本文结果显示,肥胖型哮喘组、哮喘组和肥胖组小鼠血清和BALF中的IGF-1水平高于对照组,肥胖型哮喘组高于哮喘组。IGF是由70多个氨基酸残基组成的多肽样生长因子,约有65%的结构与胰岛素同源。研究结果显示,肥胖病人的血清IGF-1水平较高。IGF-1是哮喘病人气道炎症和重塑的重要介体[9]。IGF-1的大部分作用是通过IGF-1受体(IGF-1R)介导的,IGF-1R与IGF-1结合后,通过磷酸化并诱导PI3K/Akt信号通路途径促进黏液分泌和气道重塑[10]。本文研究结果显示,肥胖型哮喘组小鼠白细胞总数和各分类白细胞数目、MUC5AC mRNA表达较哮喘组升高,急性发作时的症状较哮喘组严重;肥胖型哮喘组小鼠的瘦素、IL-6和IgE水平高于哮喘组,而且肥胖组的IL-6、IgE、瘦素水平均明显高于对照组。有研究发现,肥胖可以通过增加瘦素水平影响哮喘活动[11]。瘦素可诱导促炎细胞因子的产生,包括肿瘤坏死因子-α、IL-6和活性氧等[12]。瘦素还可能通过JAK2-STAT3途径调节MUC5AC的产生和分泌[13]。IL-6在哮喘的气道重塑、黏液产生,以及免疫细胞募集、活化和增殖中发挥重要作用[14]。研究发现,儿童和成年哮喘病人气道中IL-6和IL-6R升高[15]。
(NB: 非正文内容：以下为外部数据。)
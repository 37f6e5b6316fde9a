use std::process::ExitCode;

use pagemeta::{config, pages, routes, state};
use tracing_subscriber::EnvFilter;

#[tokio::main]
async fn main() -> ExitCode {
    let _ = dotenvy::dotenv();
    tracing_subscriber::fmt()
        .with_env_filter(EnvFilter::try_from_default_env().unwrap_or_else(|_| EnvFilter::new("info")))
        .init();

    let (site, server) = match (config::SiteConfig::from_env(), config::ServerConfig::from_env()) {
        (Ok(site), Ok(server)) => (site, server),
        (Err(e), _) | (_, Err(e)) => {
            tracing::error!(error = %e, "invalid configuration");
            return ExitCode::FAILURE;
        }
    };

    let pages = match pages::PageRegistry::standard() {
        Ok(pages) => pages,
        Err(e) => {
            tracing::error!(error = %e, "page registration failed");
            return ExitCode::FAILURE;
        }
    };
    // Surface metadata authoring mistakes at startup rather than per request.
    if let Err(e) = pages.validate(&site) {
        tracing::error!(error = %e, "page metadata invalid");
        return ExitCode::FAILURE;
    }

    tracing::info!(
        origin = %site.base_origin,
        site = %site.site_name,
        pages = ?pages.paths().collect::<Vec<_>>(),
        "site configured"
    );

    let state = state::AppState::new(site, pages);
    let app = routes::app(state);
    let listener = tokio::net::TcpListener::bind(server.addr)
        .await
        .expect("failed to bind");

    tracing::info!(addr = %server.addr, "pagemeta listening");
    axum::serve(listener, app).await.expect("server failed");
    ExitCode::SUCCESS
}
//! Page metadata service: resolves per-route document head metadata (base
//! tags, Open Graph, Twitter card) and serves pages that mount an externally
//! owned client component.

pub mod config;
pub mod metadata;
pub mod pages;
pub mod routes;
pub mod state;
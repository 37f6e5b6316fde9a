//! Router assembly.
//!
//! SYSTEM CONTEXT
//! ==============
//! Every page in the registry gets a `GET` route serving its full HTML
//! document. The JSON metadata endpoint exposes the same records for clients
//! that build their own head, and `/healthz` answers load balancers.

mod error;
pub mod metadata;
pub mod pages;

pub use error::ApiError;

use axum::Router;
use axum::http::{Method, StatusCode};
use axum::routing::get;
use tower_http::compression::CompressionLayer;
use tower_http::cors::{Any, CorsLayer};
use tower_http::trace::TraceLayer;

use crate::state::AppState;

pub const METADATA_PATH: &str = "/api/metadata";
pub const HEALTHZ_PATH: &str = "/healthz";

/// Paths owned by the service itself; pages may not register them.
pub const RESERVED_PATHS: [&str; 2] = [METADATA_PATH, HEALTHZ_PATH];

pub fn app(state: AppState) -> Router {
    let cors = CorsLayer::new()
        .allow_origin(Any)
        .allow_methods([Method::GET])
        .allow_headers(Any);

    let mut router: Router<AppState> = Router::new();
    for path in state.pages.paths() {
        router = router.route(path, get(pages::render_page));
    }

    router
        .route(METADATA_PATH, get(metadata::get_metadata))
        .route(HEALTHZ_PATH, get(healthz))
        .layer(cors)
        .layer(CompressionLayer::new())
        .layer(TraceLayer::new_for_http())
        .with_state(state)
}

async fn healthz() -> StatusCode {
    StatusCode::OK
}

#[cfg(test)]
#[path = "mod_test.rs"]
mod tests;
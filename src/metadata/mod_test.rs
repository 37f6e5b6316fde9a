use super::*;

fn site() -> SiteConfig {
    SiteConfig::from_lookup(|_| None).unwrap()
}

fn login_content() -> PageContent {
    PageContent {
        title: "Login | Papermark".into(),
        description: "Login to Papermark".into(),
        canonical_path: "/login".into(),
    }
}

// =============================================================================
// resolve
// =============================================================================

#[test]
fn resolve_fans_title_out_to_every_schema() {
    let meta = RouteMetadata::resolve(&site(), &login_content()).unwrap();
    assert_eq!(meta.title(), "Login | Papermark");
    assert_eq!(meta.base().title, meta.title());
    assert_eq!(meta.open_graph().title, meta.title());
    assert_eq!(meta.twitter().title, meta.title());
}

#[test]
fn resolve_fans_description_out_to_every_schema() {
    let meta = RouteMetadata::resolve(&site(), &login_content()).unwrap();
    assert_eq!(meta.base().description, "Login to Papermark");
    assert_eq!(meta.open_graph().description, meta.base().description);
    assert_eq!(meta.twitter().description, meta.base().description);
}

#[test]
fn resolve_builds_absolute_canonical_url() {
    let meta = RouteMetadata::resolve(&site(), &login_content()).unwrap();
    assert_eq!(meta.canonical_url(), "https://www.papermark.com/login");
    assert_eq!(meta.base().canonical_url, meta.canonical_url());
    assert_eq!(meta.open_graph().url, meta.canonical_url());
}

#[test]
fn resolve_copies_site_constants() {
    let meta = RouteMetadata::resolve(&site(), &login_content()).unwrap();
    let og = meta.open_graph();
    assert_eq!(og.site_name, "Papermark");
    assert_eq!(og.locale, "en_US");
    assert_eq!(og.kind, "website");
    assert_eq!(og.images, vec![meta.social_image().clone()]);

    let tw = meta.twitter();
    assert_eq!(tw.card, "summary_large_image");
    assert_eq!(tw.creator, "@chrisberno");
    assert_eq!(tw.images, vec![meta.social_image().url.clone()]);
}

#[test]
fn resolve_social_image_is_positive_and_absolute() {
    let meta = RouteMetadata::resolve(&site(), &login_content()).unwrap();
    let image = meta.social_image();
    assert!(image.width > 0);
    assert!(image.height > 0);
    let url = Url::parse(&image.url).unwrap();
    assert_eq!(url.scheme(), "https");
}

#[test]
fn resolve_is_deterministic() {
    let site = site();
    let first = RouteMetadata::resolve(&site, &login_content()).unwrap();
    let second = RouteMetadata::resolve(&site, &login_content()).unwrap();
    assert_eq!(first, second);
}

#[test]
fn resolve_trims_title_and_description() {
    let content = PageContent { title: "  Login  ".into(), description: "\tSign in\n".into(), ..login_content() };
    let meta = RouteMetadata::resolve(&site(), &content).unwrap();
    assert_eq!(meta.title(), "Login");
    assert_eq!(meta.description(), "Sign in");
}

#[test]
fn resolve_rejects_blank_title() {
    let content = PageContent { title: "   ".into(), ..login_content() };
    assert_eq!(RouteMetadata::resolve(&site(), &content), Err(MetadataError::EmptyTitle));
}

#[test]
fn resolve_rejects_blank_description() {
    let content = PageContent { description: String::new(), ..login_content() };
    assert_eq!(RouteMetadata::resolve(&site(), &content), Err(MetadataError::EmptyDescription));
}

#[test]
fn resolve_rejects_relative_path() {
    let content = PageContent { canonical_path: "login".into(), ..login_content() };
    assert_eq!(
        RouteMetadata::resolve(&site(), &content),
        Err(MetadataError::InvalidPath("login".into()))
    );
}

#[test]
fn resolve_rejects_zero_sized_image() {
    let mut site = site();
    site.social_image.height = 0;
    assert_eq!(
        RouteMetadata::resolve(&site, &login_content()),
        Err(MetadataError::InvalidImageSize { width: 800, height: 0 })
    );
}

#[test]
fn resolve_rejects_relative_image_url() {
    let mut site = site();
    site.social_image.url = "/_static/meta-image.png".into();
    assert!(matches!(
        RouteMetadata::resolve(&site, &login_content()),
        Err(MetadataError::InvalidImageUrl(_))
    ));
}

// =============================================================================
// normalize_path / join_origin
// =============================================================================

#[test]
fn normalize_path_collapses_repeated_slashes() {
    assert_eq!(normalize_path("//login").unwrap(), "/login");
    assert_eq!(normalize_path("/auth//login").unwrap(), "/auth/login");
    assert_eq!(normalize_path("/docs/").unwrap(), "/docs/");
    assert_eq!(normalize_path("/").unwrap(), "/");
    assert_eq!(normalize_path("///").unwrap(), "/");
}

#[test]
fn normalize_path_rejects_query_fragment_and_whitespace() {
    for raw in ["/login?next=/", "/login#form", "/log in", "", "login"] {
        assert!(normalize_path(raw).is_err(), "expected error for {raw:?}");
    }
}

#[test]
fn join_origin_places_exactly_one_separator() {
    let with_slash = Url::parse("https://www.papermark.com/").unwrap();
    assert_eq!(join_origin(&with_slash, "/login"), "https://www.papermark.com/login");
    assert_eq!(join_origin(&with_slash, "login"), "https://www.papermark.com/login");
    assert_eq!(join_origin(&with_slash, "/"), "https://www.papermark.com/");
}

#[test]
fn join_origin_keeps_port() {
    let origin = Url::parse("http://localhost:3000").unwrap();
    assert_eq!(join_origin(&origin, "/login"), "http://localhost:3000/login");
}

#[test]
fn canonical_url_never_contains_double_slash_after_scheme() {
    let content = PageContent { canonical_path: "///login".into(), ..login_content() };
    let meta = RouteMetadata::resolve(&site(), &content).unwrap();
    let after_scheme = meta.canonical_url().trim_start_matches("https://");
    assert!(!after_scheme.contains("//"));
    assert!(after_scheme.ends_with("/login"));
}

#[test]
fn join_origin_of_normalized_path_parses_as_absolute_url() {
    let origin = Url::parse("https://www.papermark.com").unwrap();
    for raw in ["/", "/login", "//auth//login/", "/docs/intro"] {
        let path = normalize_path(raw).unwrap();
        let joined = Url::parse(&join_origin(&origin, &path)).unwrap();
        assert_eq!(joined.host_str(), Some("www.papermark.com"));
        assert_eq!(joined.path(), path);
    }
}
还有研究结果显示,小鼠经过长时间高脂饮食饲喂后,IL-6的信号传导在全身和局部靶组织中均增强[16]。IgE在各种过敏性疾病中起关键作用,而且单克隆抗IgE抗体治疗可显著改善过敏性疾病的控制效果[17]。IgE主要通过与特定的高亲和力受体(FcεRI)结合影响慢性变态反应性炎症和细胞的功能[18]。进一步研究发现,FcεRI缺失小鼠的肥胖症和胰岛素抵抗有明显改善[19]。过敏原可以激活气道上皮细胞和树突状细胞,导致IgE增加,加重气道炎症和黏液的产生,促进气道重塑。本文相关性分析显示,IGF-1与瘦素、IL-6和IgE水平均呈正相关,提示IGF-1与瘦素、IL-6和IgE之间存在正向调节的关系。
综上所述,IGF-1不仅可以与IGF-1R结合,直接加重气道炎症和黏液高分泌,而且通过与瘦素、IL-6和IgE之间正向调节的關系,进一步影响肥胖型哮喘的气道重塑和黏液分泌,但是其具体机制还需进一步的研究。
[参考文献]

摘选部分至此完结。